Come già preannunciato qualche settimana fa, il 23 Luglio abbiamo inaugurato un nuovo ciclo di iniziative denominato Ri-genera, che riprenderà in autunno. 

Il primo appuntamento, svoltosi al Multiplo di Cavriago, è stato incentrato sulla visione di un film, e sul successivo dibattito tra i partecipanti, coordinato da Chiara Volpicelli, psicologa e consulente del nostro team.

La scelta del film avviene di solito seguendo diversi criteri: contenuto e tematiche principali,  attributi e sfaccettature dei personaggi dai quali poi si prende spunto per avviare un confronto tra i presenti.

Il film in questione, “Gioco a due” di John McTiernan, ha come protagonisti un uomo e una donna: lui è un miliardario che ama il rischio, la sfida, specializzato in fusioni societarie, arrivato al successo solo con le sue forze; lei è seduttrice, affascinante ma allo stesso tempo piena di insicurezze e fragilità, incapace di fidarsi degli altri. I due per molti aspetti hanno un carattere simile. Tutto inizia con il furto di un quadro da parte dell’uomo, e gli eventi che si sviluppano successivamente attraverso un sottile ed astuto gioco, portano i due a scegliersi.

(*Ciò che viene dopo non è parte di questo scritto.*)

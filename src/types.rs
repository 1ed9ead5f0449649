use std::fmt;

use crate::error::{ChessError, ChessResult};

#[derive(Debug, PartialEq, Eq, Clone, Copy, Hash)]
pub enum Color {
    White,
    Black,
}

impl Color {
    /// Uppercase letters are white, lowercase letters are black
    pub fn from_case(c: char) -> Option<Color> {
        if c.is_uppercase() {
            Some(Color::White)
        } else if c.is_lowercase() {
            Some(Color::Black)
        } else {
            None
        }
    }

    pub fn from_human(s: &str) -> Option<Color> {
        match s.to_lowercase().as_str() {
            "white" | "w" => Some(Color::White),
            "black" | "b" => Some(Color::Black),
            _ => None,
        }
    }

    pub fn other_color(&self) -> Color {
        if *self == Color::White {
            Color::Black
        } else {
            Color::White
        }
    }

    /// Rank delta of a pawn step. The two sides mirror each other.
    pub fn forward(&self) -> i8 {
        match self {
            Self::White => 1,
            Self::Black => -1,
        }
    }

    pub fn to_human(&self) -> &str {
        match self {
            Self::White => "white",
            Self::Black => "black",
        }
    }
}

impl fmt::Display for Color {
    fn fmt(&self, f: &mut fmt::Formatter<'_>) -> fmt::Result {
        f.write_str(self.to_human())
    }
}

#[derive(Debug, PartialEq, Eq, Clone, Copy, Hash)]
pub enum PieceType {
    Pawn,
    Rook,
    Knight,
    Bishop,
    Queen,
    King,
}

impl PieceType {
    pub fn from_char(c: char) -> Option<PieceType> {
        match c.to_ascii_lowercase() {
            'p' => Some(PieceType::Pawn),
            'r' => Some(PieceType::Rook),
            'n' => Some(PieceType::Knight),
            'b' => Some(PieceType::Bishop),
            'q' => Some(PieceType::Queen),
            'k' => Some(PieceType::King),
            _ => None,
        }
    }

    pub fn from_human(s: &str) -> Option<PieceType> {
        match s.to_lowercase().as_str() {
            "pawn" => Some(PieceType::Pawn),
            "rook" => Some(PieceType::Rook),
            "knight" => Some(PieceType::Knight),
            "bishop" => Some(PieceType::Bishop),
            "queen" => Some(PieceType::Queen),
            "king" => Some(PieceType::King),
            other => other.chars().next().filter(|_| other.len() == 1).and_then(Self::from_char),
        }
    }

    /// Material value captured by taking this piece. The king's value is a sentinel
    /// far above anything reachable by capturing the other pieces.
    pub fn points(&self) -> u32 {
        match self {
            Self::Pawn => 1,
            Self::Rook => 5,
            Self::Knight => 3,
            Self::Bishop => 3,
            Self::Queen => 9,
            Self::King => 999,
        }
    }

    pub fn to_human(&self) -> &str {
        match self {
            Self::Pawn => "pawn",
            Self::Rook => "rook",
            Self::Knight => "knight",
            Self::Bishop => "bishop",
            Self::Queen => "queen",
            Self::King => "king",
        }
    }

    pub fn to_char(&self) -> char {
        match self {
            Self::Pawn => 'P',
            Self::Rook => 'R',
            Self::Knight => 'N',
            Self::Bishop => 'B',
            Self::Queen => 'Q',
            Self::King => 'K',
        }
    }
}

/// A square coordinate. `x` is the file (a = 1), `y` is the rank, both 1-indexed.
#[derive(Debug, PartialEq, Eq, Clone, Copy, Hash, PartialOrd, Ord)]
pub struct Position {
    pub x: i8,
    pub y: i8,
}

impl Position {
    /// Sentinel meaning "nothing selected"
    pub const NONE: Position = Position { x: 0, y: 0 };

    pub const fn new(x: i8, y: i8) -> Self {
        Self { x, y }
    }

    pub fn in_bounds(&self) -> bool {
        (1..=8).contains(&self.x) && (1..=8).contains(&self.y)
    }

    pub fn is_none(&self) -> bool {
        *self == Self::NONE
    }

    pub fn offset(&self, dx: i8, dy: i8) -> Position {
        Position {
            x: self.x.saturating_add(dx),
            y: self.y.saturating_add(dy),
        }
    }

    /// Index into a 64-entry table, rank 1 first. `None` when off the board.
    pub fn index(&self) -> Option<usize> {
        if self.in_bounds() {
            Some(((self.y - 1) * 8 + (self.x - 1)) as usize)
        } else {
            None
        }
    }

    /// File letter to column number, `a` = 1
    pub fn file_from_char(c: char) -> Option<i8> {
        match c {
            'a'..='h' => Some(c as i8 - 'a' as i8 + 1),
            _ => None,
        }
    }

    pub fn from_algebraic(s: &str) -> ChessResult<Position> {
        let mut char_iter = s.chars();
        let (Some(file_char), Some(rank_char), None) =
            (char_iter.next(), char_iter.next(), char_iter.next())
        else {
            return Err(ChessError::InvalidSquare(s.to_string()));
        };

        let x = Self::file_from_char(file_char.to_ascii_lowercase());
        let y = rank_char.to_digit(10).map(|d| d as i8);
        match (x, y) {
            (Some(x), Some(y)) if Position::new(x, y).in_bounds() => Ok(Position { x, y }),
            _ => Err(ChessError::InvalidSquare(s.to_string())),
        }
    }

    pub fn to_algebraic(&self) -> String {
        if !self.in_bounds() {
            return format!("({}, {})", self.x, self.y);
        }
        format!("{}{}", (b'a' + (self.x - 1) as u8) as char, self.y)
    }
}

impl fmt::Display for Position {
    fn fmt(&self, f: &mut fmt::Formatter<'_>) -> fmt::Result {
        f.write_str(&self.to_algebraic())
    }
}

/// The eight compass directions a ray can be cast in, from white's point of view.
#[derive(Debug, PartialEq, Eq, Clone, Copy, Hash)]
pub enum Direction {
    North,
    South,
    East,
    West,
    NorthEast,
    NorthWest,
    SouthEast,
    SouthWest,
}

impl Direction {
    pub const ALL: [Direction; 8] = [
        Direction::North,
        Direction::South,
        Direction::East,
        Direction::West,
        Direction::NorthEast,
        Direction::NorthWest,
        Direction::SouthEast,
        Direction::SouthWest,
    ];

    pub fn delta(&self) -> (i8, i8) {
        match self {
            Self::North => (0, 1),
            Self::South => (0, -1),
            Self::East => (1, 0),
            Self::West => (-1, 0),
            Self::NorthEast => (1, 1),
            Self::NorthWest => (-1, 1),
            Self::SouthEast => (1, -1),
            Self::SouthWest => (-1, -1),
        }
    }

    pub fn index(&self) -> usize {
        match self {
            Self::North => 0,
            Self::South => 1,
            Self::East => 2,
            Self::West => 3,
            Self::NorthEast => 4,
            Self::NorthWest => 5,
            Self::SouthEast => 6,
            Self::SouthWest => 7,
        }
    }
}

/// Rules of chess this crate does not implement yet.
#[derive(Debug, PartialEq, Eq, Clone, Copy, Hash)]
pub enum Rule {
    Castling,
    EnPassant,
    Promotion,
    Checkmate,
    Stalemate,
}

impl Rule {
    pub const ALL: [Rule; 5] = [
        Rule::Castling,
        Rule::EnPassant,
        Rule::Promotion,
        Rule::Checkmate,
        Rule::Stalemate,
    ];

    pub fn is_supported(&self) -> bool {
        match self {
            Self::Castling
            | Self::EnPassant
            | Self::Promotion
            | Self::Checkmate
            | Self::Stalemate => false,
        }
    }

    pub fn to_human(&self) -> &str {
        match self {
            Self::Castling => "castling",
            Self::EnPassant => "en passant",
            Self::Promotion => "promotion",
            Self::Checkmate => "checkmate detection",
            Self::Stalemate => "stalemate detection",
        }
    }
}

impl fmt::Display for Rule {
    fn fmt(&self, f: &mut fmt::Formatter<'_>) -> fmt::Result {
        f.write_str(self.to_human())
    }
}

/// A move that has been applied to the board, kept for the game history.
#[derive(Debug, Clone, Copy, PartialEq, Eq)]
pub struct Move {
    pub piece_type: PieceType,
    pub color: Color,
    pub from: Position,
    pub to: Position,
    pub captured: Option<PieceType>,
}

impl Move {
    pub fn to_human(&self) -> String {
        let maybe_capture_str = match self.captured {
            Some(p) => format!(
                " capturing {} {} at {}",
                self.color.other_color().to_human(),
                p.to_human(),
                self.to.to_algebraic()
            ),
            None => "".to_string(),
        };
        format!(
            "{} moves {} from {} to {}{}",
            self.color.to_human(),
            self.piece_type.to_human(),
            self.from.to_algebraic(),
            self.to.to_algebraic(),
            maybe_capture_str,
        )
    }

    pub fn to_algebraic(&self) -> String {
        format!(
            "{}{}{}",
            self.piece_type.to_char(),
            self.from.to_algebraic(),
            match self.captured {
                Some(_) => format!("x{}", self.to.to_algebraic()),
                None => self.to.to_algebraic(),
            },
        )
    }
}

Per condurre il dibattito, la dott.ssa Volpicelli ha preso spunto dalla “tecnica cineterapica” che utilizza il cinema come metafora, per realizzare interventi formativi: i presenti hanno la possibilità di ripensare agli eventi del film, nell’ottica di comprenderne le dinamiche relazionali.

Annotare qualsiasi tipo di emozione, nonché individuare le scene più o meno significative che hanno lasciato un “segno”, sono gli elementi che permettono di avviare il confronto. 

Si sperimenta un’esperienza “multisensoriale”: proiettando se stessi all’esterno di sé, ci si identifica con alcuni aspetti di uno o più personaggi, rimanendo comunque “terzi”. Si affrontano così anche gli argomenti più ostici della psicologia maschile e femminile, le dinamiche uomo donna e gli stereotipi comuni, non in prima persona, ma attraverso i protagonisti del film. 

Importante anche l’analisi delle sensazioni fisiche suscitate dalla visione delle scene: adrenalina, ansia, brividi, commozione. Sensazioni e domande su cui si tornerà a riflettere durante queste vacanze estive, per individuare il proprio punto di ambizione e di auto-sabotaggio, per ripartire a settembre più energici, più consapevoli… ri-generati appunto. 

 

Qualche testimonianza sull’evento…

F- Quello che continua a colpirmi sempre ad ogni incontro è questa intelligenza illuminante della dottoressa Volpicelli, lei che riesce puntualmente a ribaltare ogni nostro stereotipo, e con questo suo linguaggio essenziale ed incisivo va dritta al cuore e alla nostra intelligenza. Sa sempre mostrare in una immagine filmica, in un dialogo tra attori, in un finale, quelle immagini che sono dentro di noi e che caratterizzano il nostro film interiore. Grazie!

A- Incontro piacevole, che in modo leggero controbilancia la pesantezza della giornata. E’ stato possibile prendersi uno spazio per sè, se pur condiviso, per trovare spunti di riflessione aggiuntivi e porsi delle domande.

S- Ascoltando gli altri ascolti anche te stesso, parlando con gli altri parli a te stesso. E’ sano e fondamentale il lavoro di gruppo. Fa emergere in ognuno di noi tante verità nascoste. Il gruppo parla e si confronta, si esprime, e ognuno ascoltando mette in discussione un pò di sè per per tornare a casa arricchito da qualcosa in più.